If you have acquired or renovated a building in the last 15 years and have a federal tax liability you can have your CPA apply an engineered cost segregation study to your tax return and accelerate the depreciation on the building. About 25% of the components in a building are depreciable in the first five years instead of the standard 39 or 27.5 year method. So for every $1MM in building/acquisition costs the tax benefit is usually $70K to $80K in the first five years.
Basically, you take your depreciation now instead of waiting and taking it over 27.5 or 39 years. It's all about the time value of money. One dollar today at a rate of 4% inflation is worth about 21 cents in 39 years.
An experienced construction engineer, who is also familiar with tax and depreciation rules, determines what part of the building is really a building, and what part of it is related solely to the business operation or is easily removed.

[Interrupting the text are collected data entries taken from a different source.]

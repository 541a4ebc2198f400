//! Base store: the terminal node of a fork chain.

use std::sync::RwLock;

use forkstore_core::Cell;

use crate::error::Result;
use crate::traits::Store;

/// Terminal store with no parent.
///
/// The only place genuine, parent-independent state lives. Thread-safe via
/// RwLock; many forks may read it concurrently.
pub struct BaseStore<V> {
    cell: RwLock<Cell<V>>,
}

impl<V> BaseStore<V> {
    /// Create a new base store with an unset cell.
    pub fn new() -> Self {
        Self {
            cell: RwLock::new(Cell::unset()),
        }
    }

    /// Whether the local cell has been written.
    pub fn is_set(&self) -> bool {
        self.cell.read().unwrap().is_set()
    }

    /// How many writes this store has absorbed.
    pub fn writes(&self) -> u64 {
        self.cell.read().unwrap().writes()
    }
}

impl<V> Default for BaseStore<V> {
    fn default() -> Self {
        Self::new()
    }
}

impl<V: Clone + Send + Sync> Store<V> for BaseStore<V> {
    fn read(&self) -> Result<V> {
        let cell = self.cell.read().unwrap();
        Ok(cell.value()?.clone())
    }

    fn write(&self, value: V) {
        self.cell.write().unwrap().set(value);
    }

    fn read_then_write(&self, value: V) -> Result<V> {
        // Single lock across the pair so no other write interleaves.
        let mut cell = self.cell.write().unwrap();
        let previous = cell.value()?.clone();
        cell.set(value);
        Ok(previous)
    }
}

#[cfg(test)]
mod tests {
    use super::*;
    use crate::error::StoreError;
    use forkstore_core::CoreError;

    #[test]
    fn test_base_unset_read_fails() {
        let store: BaseStore<u64> = BaseStore::new();
        assert_eq!(store.read(), Err(StoreError::Core(CoreError::UnsetValue)));
    }

    #[test]
    fn test_base_write_then_read() {
        let store = BaseStore::new();
        store.write(11u64);
        assert_eq!(store.read().unwrap(), 11);
        assert_eq!(store.writes(), 1);
    }

    #[test]
    fn test_base_read_then_write() {
        let store = BaseStore::new();
        store.write(1u64);
        let previous = store.read_then_write(2).unwrap();
        assert_eq!(previous, 1);
        assert_eq!(store.read().unwrap(), 2);
    }

    #[test]
    fn test_base_read_then_write_fails_without_writing() {
        let store: BaseStore<u64> = BaseStore::new();
        let err = store.read_then_write(5).unwrap_err();
        assert!(err.is_unset());
        // The failed read must abort the whole operation.
        assert!(!store.is_set());
        assert_eq!(store.writes(), 0);
    }
}
//! Test fixtures and helpers.
//!
//! `ChainFixture` reproduces the observed deployment shape: a base store
//! written once, then forks deployed with a staged value that a later
//! get-then-write call commits.

use std::collections::HashMap;

use forkstore::{Registry, Result};
use forkstore_core::StoreId;

/// A registry plus the staged value deployed with each fork.
pub struct ChainFixture {
    registry: Registry<u64>,
    root: StoreId,
    staged: HashMap<StoreId, u64>,
}

impl ChainFixture {
    /// Deploy a base store and write `root_value` into it.
    pub fn new(root_value: u64) -> Self {
        let registry = Registry::new();
        let root = registry.base();
        registry
            .write(root, root_value)
            .expect("freshly allocated root handle");
        Self {
            registry,
            root,
            staged: HashMap::new(),
        }
    }

    /// The root store's handle.
    pub fn root(&self) -> StoreId {
        self.root
    }

    /// The underlying registry.
    pub fn registry(&self) -> &Registry<u64> {
        &self.registry
    }

    /// Deploy a fork of `parent`, staging `value` for a later
    /// [`ChainFixture::run_get_then_write`]. Deployment records the parent
    /// only; nothing is read or written yet.
    pub fn deploy_fork(&mut self, parent: StoreId, value: u64) -> StoreId {
        let fork = self
            .registry
            .fork(parent)
            .expect("parent handle came from this fixture");
        self.staged.insert(fork, value);
        fork
    }

    /// Deploy a fork of the root store.
    pub fn deploy_fork_of_root(&mut self, value: u64) -> StoreId {
        self.deploy_fork(self.root, value)
    }

    /// Run the fork's get-then-write step: resolve the current value, then
    /// commit the value staged at deployment. Returns the resolved
    /// (pre-write) value.
    pub fn run_get_then_write(&self, fork: StoreId) -> Result<u64> {
        let staged = *self
            .staged
            .get(&fork)
            .expect("fork was deployed through this fixture");
        self.registry.read_then_write(fork, staged)
    }

    /// Read a store's current value.
    pub fn get(&self, id: StoreId) -> Result<u64> {
        self.registry.read(id)
    }
}

#[cfg(test)]
mod tests {
    use super::*;

    #[test]
    fn test_fixture_root() {
        let fixture = ChainFixture::new(1);
        assert_eq!(fixture.get(fixture.root()).unwrap(), 1);
    }

    #[test]
    fn test_fixture_observed_deployment() {
        // Base written 1; fork staged 2; fork-of-fork staged 3; a second
        // fork of the first fork also staged 3.
        let mut fixture = ChainFixture::new(1);

        let f1 = fixture.deploy_fork_of_root(2);
        assert_eq!(fixture.run_get_then_write(f1).unwrap(), 1);
        assert_eq!(fixture.get(f1).unwrap(), 2);

        let f2 = fixture.deploy_fork(f1, 3);
        assert_eq!(fixture.run_get_then_write(f2).unwrap(), 2);
        assert_eq!(fixture.get(f2).unwrap(), 3);

        let f3 = fixture.deploy_fork(f1, 3);
        assert_eq!(fixture.run_get_then_write(f3).unwrap(), 2);
        assert_eq!(fixture.get(f3).unwrap(), 3);

        // Nothing upstream moved.
        assert_eq!(fixture.get(f1).unwrap(), 2);
        assert_eq!(fixture.get(fixture.root()).unwrap(), 1);
    }

    #[test]
    fn test_fixture_staged_value_not_written_at_deploy() {
        let mut fixture = ChainFixture::new(7);
        let fork = fixture.deploy_fork_of_root(8);

        // Deployment stages only; the fork still reads through to the root.
        assert_eq!(fixture.get(fork).unwrap(), 7);
    }
}
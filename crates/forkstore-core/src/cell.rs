//! The cell: the unit of optional local state held by a store.

use serde::{Deserialize, Serialize};

use crate::error::{CoreError, Result};

/// An optional value slot with a write counter.
///
/// A cell starts unset and transitions to set via [`Cell::set`]. It never
/// synthesizes a default: reading an unset cell is [`CoreError::UnsetValue`].
/// Repeated writes are allowed; last write wins and the counter records how
/// many occurred.
#[derive(Debug, Clone, PartialEq, Eq, Serialize, Deserialize)]
pub struct Cell<V> {
    slot: Option<V>,
    writes: u64,
}

impl<V> Cell<V> {
    /// Create a new unset cell.
    pub const fn unset() -> Self {
        Self {
            slot: None,
            writes: 0,
        }
    }

    /// Whether the cell has ever been written.
    pub const fn is_set(&self) -> bool {
        self.slot.is_some()
    }

    /// Set the cell, overwriting any previous value.
    pub fn set(&mut self, value: V) {
        self.slot = Some(value);
        self.writes += 1;
    }

    /// The cell's value, if set.
    pub fn get(&self) -> Option<&V> {
        self.slot.as_ref()
    }

    /// The cell's value, or `UnsetValue` if never written.
    pub fn value(&self) -> Result<&V> {
        self.slot.as_ref().ok_or(CoreError::UnsetValue)
    }

    /// How many writes this cell has absorbed.
    pub const fn writes(&self) -> u64 {
        self.writes
    }
}

impl<V> Default for Cell<V> {
    fn default() -> Self {
        Self::unset()
    }
}

#[cfg(test)]
mod tests {
    use super::*;

    #[test]
    fn test_cell_starts_unset() {
        let cell: Cell<u64> = Cell::unset();
        assert!(!cell.is_set());
        assert_eq!(cell.get(), None);
        assert_eq!(cell.value(), Err(CoreError::UnsetValue));
        assert_eq!(cell.writes(), 0);
    }

    #[test]
    fn test_cell_set_and_overwrite() {
        let mut cell = Cell::unset();
        cell.set(5u64);
        assert_eq!(cell.value(), Ok(&5));
        assert_eq!(cell.writes(), 1);

        cell.set(9);
        assert_eq!(cell.value(), Ok(&9));
        assert_eq!(cell.writes(), 2);
    }

    #[test]
    fn test_cell_serde() {
        let mut cell = Cell::unset();
        cell.set(3u64);
        let json = serde_json::to_string(&cell).unwrap();
        let back: Cell<u64> = serde_json::from_str(&json).unwrap();
        assert_eq!(cell, back);
    }
}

It is important that the cost segregation study be performed by someone very familiar with the rules because some items can be deceiving. Applying the rules can be a daunting task for someone not thoroughly familiar with them.
By using this strategy, real estate owners can lower their income-tax liability and increase cash flow by accelerating a portion of the depreciation to the early years of a building's life.
A cost segregation study requires a thorough study of the plans and specifications, a recompilation of actual costs, detailed estimates, visual observation, and measurements of the structure.
Cost segregation is recognized by the IRS as a valid procedure and there are stringent guidelines as to how a study must be done.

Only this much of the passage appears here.